+++ DATA FOR THIS TASK

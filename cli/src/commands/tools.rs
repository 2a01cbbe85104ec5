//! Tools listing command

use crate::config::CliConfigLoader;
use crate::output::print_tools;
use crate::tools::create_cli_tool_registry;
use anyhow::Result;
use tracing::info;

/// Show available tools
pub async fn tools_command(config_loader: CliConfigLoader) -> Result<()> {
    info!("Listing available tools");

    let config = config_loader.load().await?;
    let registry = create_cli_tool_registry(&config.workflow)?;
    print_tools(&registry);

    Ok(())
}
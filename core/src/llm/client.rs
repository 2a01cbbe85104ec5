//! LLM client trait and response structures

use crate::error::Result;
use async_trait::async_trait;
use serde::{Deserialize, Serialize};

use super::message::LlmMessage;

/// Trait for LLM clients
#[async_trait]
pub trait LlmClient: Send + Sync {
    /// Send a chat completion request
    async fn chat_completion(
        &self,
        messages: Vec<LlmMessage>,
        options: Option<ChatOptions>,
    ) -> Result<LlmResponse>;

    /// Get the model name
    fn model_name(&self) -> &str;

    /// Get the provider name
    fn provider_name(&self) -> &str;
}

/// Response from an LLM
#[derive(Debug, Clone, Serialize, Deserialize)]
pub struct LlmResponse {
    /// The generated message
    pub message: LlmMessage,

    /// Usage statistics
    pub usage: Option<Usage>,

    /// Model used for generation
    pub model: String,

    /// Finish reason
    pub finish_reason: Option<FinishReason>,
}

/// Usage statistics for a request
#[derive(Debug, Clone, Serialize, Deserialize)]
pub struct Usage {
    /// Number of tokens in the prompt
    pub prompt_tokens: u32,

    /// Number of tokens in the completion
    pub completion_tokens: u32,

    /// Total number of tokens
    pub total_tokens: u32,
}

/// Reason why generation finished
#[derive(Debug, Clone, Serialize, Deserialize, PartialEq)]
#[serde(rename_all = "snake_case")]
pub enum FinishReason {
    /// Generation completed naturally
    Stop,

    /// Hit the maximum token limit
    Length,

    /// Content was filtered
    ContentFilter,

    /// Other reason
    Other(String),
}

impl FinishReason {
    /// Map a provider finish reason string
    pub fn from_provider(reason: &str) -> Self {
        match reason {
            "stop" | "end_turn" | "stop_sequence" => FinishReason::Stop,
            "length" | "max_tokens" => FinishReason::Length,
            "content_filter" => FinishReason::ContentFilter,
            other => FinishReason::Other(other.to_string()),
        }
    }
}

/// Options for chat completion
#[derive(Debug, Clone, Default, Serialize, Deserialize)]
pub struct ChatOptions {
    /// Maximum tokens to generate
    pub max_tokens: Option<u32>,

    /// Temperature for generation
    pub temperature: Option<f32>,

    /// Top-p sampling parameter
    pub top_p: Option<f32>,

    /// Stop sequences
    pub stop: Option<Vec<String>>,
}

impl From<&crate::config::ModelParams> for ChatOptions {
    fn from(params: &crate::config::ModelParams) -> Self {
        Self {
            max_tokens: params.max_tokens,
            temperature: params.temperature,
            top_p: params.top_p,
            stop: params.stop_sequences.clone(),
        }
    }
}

++++++

Find the word "Debug" in the entries above, then copy each line that holds it.

#[derive(Debug, Clone, Serialize, Deserialize)]
#[derive(Debug, Clone, Serialize, Deserialize)]
#[derive(Debug, Clone, Serialize, Deserialize, PartialEq)]
#[derive(Debug, Clone, Default, Serialize, Deserialize)]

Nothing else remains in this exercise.